▶ [Your instructions] Report all lines from the entries below in which "EXISTS" appears.
[Raw data Boundary: Start]
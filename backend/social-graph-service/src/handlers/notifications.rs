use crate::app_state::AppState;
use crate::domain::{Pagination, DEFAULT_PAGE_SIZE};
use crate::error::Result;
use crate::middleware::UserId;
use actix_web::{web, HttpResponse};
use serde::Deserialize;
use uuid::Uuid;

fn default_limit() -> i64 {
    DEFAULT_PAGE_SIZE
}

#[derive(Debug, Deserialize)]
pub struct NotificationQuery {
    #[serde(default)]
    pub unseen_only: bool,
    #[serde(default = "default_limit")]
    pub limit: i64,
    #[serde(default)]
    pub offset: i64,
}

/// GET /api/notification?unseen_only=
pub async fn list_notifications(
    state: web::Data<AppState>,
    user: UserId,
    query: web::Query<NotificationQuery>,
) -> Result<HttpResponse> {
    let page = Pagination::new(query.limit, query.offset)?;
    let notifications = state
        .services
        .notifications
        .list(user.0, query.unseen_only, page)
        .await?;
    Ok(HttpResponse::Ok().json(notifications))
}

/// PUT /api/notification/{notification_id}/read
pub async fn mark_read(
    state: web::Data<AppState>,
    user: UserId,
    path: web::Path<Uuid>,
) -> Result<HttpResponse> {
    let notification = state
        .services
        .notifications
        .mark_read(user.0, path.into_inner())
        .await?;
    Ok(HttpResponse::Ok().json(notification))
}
[Raw data Boundary: End]
[Raw data Boundary: Start]
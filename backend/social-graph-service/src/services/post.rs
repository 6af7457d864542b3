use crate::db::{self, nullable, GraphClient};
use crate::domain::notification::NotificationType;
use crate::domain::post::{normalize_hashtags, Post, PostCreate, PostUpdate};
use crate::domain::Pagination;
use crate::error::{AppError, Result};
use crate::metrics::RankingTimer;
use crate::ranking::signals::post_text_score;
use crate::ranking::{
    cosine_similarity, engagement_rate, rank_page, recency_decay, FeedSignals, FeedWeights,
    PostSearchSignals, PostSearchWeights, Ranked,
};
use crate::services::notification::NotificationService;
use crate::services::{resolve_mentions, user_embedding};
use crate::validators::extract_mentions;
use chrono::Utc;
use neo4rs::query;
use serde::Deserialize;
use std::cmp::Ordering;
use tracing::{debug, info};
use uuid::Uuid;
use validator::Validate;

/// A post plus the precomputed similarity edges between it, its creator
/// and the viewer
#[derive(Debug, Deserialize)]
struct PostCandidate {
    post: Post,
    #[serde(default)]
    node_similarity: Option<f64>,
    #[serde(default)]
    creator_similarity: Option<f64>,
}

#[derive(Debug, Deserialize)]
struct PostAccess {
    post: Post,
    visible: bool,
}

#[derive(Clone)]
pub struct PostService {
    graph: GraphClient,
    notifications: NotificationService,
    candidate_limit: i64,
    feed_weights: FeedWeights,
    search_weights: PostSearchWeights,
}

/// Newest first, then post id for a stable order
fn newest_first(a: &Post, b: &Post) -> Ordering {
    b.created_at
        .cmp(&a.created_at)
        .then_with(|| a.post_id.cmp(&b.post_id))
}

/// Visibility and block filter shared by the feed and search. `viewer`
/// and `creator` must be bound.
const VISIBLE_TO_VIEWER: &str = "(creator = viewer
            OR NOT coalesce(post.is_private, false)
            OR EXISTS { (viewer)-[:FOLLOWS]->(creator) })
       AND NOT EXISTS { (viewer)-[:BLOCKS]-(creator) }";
[Raw data Boundary: End]
[Raw data Boundary: Start]
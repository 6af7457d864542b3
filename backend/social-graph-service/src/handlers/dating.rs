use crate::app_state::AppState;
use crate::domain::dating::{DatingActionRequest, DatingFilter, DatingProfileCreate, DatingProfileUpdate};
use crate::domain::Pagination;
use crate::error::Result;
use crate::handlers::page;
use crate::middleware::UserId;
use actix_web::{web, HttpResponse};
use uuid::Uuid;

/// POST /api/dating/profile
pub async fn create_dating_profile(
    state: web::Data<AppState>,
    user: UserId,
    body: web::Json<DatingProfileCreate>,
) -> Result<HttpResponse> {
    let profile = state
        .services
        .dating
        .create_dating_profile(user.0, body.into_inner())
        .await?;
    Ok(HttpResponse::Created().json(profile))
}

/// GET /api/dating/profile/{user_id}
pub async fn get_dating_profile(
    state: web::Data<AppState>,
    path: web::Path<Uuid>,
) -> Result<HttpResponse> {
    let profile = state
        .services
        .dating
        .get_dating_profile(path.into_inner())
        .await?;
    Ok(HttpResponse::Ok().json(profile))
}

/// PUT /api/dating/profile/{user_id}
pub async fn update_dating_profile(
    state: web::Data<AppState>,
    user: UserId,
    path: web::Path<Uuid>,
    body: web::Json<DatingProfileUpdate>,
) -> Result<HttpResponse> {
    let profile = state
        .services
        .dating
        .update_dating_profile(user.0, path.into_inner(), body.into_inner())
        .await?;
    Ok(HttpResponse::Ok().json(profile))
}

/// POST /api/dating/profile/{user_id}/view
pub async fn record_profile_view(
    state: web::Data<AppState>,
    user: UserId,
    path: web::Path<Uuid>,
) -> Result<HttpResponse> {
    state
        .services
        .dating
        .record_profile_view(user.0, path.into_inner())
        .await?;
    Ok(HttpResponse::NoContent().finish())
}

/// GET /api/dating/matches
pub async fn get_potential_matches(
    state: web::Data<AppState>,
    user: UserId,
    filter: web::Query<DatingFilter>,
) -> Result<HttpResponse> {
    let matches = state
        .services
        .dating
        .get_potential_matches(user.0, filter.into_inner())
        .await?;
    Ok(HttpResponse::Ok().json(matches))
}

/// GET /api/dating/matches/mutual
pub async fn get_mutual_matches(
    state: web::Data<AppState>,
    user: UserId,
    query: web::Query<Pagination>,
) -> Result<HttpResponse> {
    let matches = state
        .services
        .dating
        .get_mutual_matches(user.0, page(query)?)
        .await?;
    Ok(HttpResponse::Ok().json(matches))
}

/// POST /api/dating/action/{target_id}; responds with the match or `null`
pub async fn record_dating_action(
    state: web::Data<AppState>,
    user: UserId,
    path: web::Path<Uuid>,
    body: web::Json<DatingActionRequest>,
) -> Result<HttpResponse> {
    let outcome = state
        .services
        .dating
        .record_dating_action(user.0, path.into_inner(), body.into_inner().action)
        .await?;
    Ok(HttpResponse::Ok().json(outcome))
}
[Raw data Boundary: End]
▶ [Solution]
            OR EXISTS { (viewer)-[:FOLLOWS]->(creator) })
       AND NOT EXISTS { (viewer)-[:BLOCKS]-(creator) }";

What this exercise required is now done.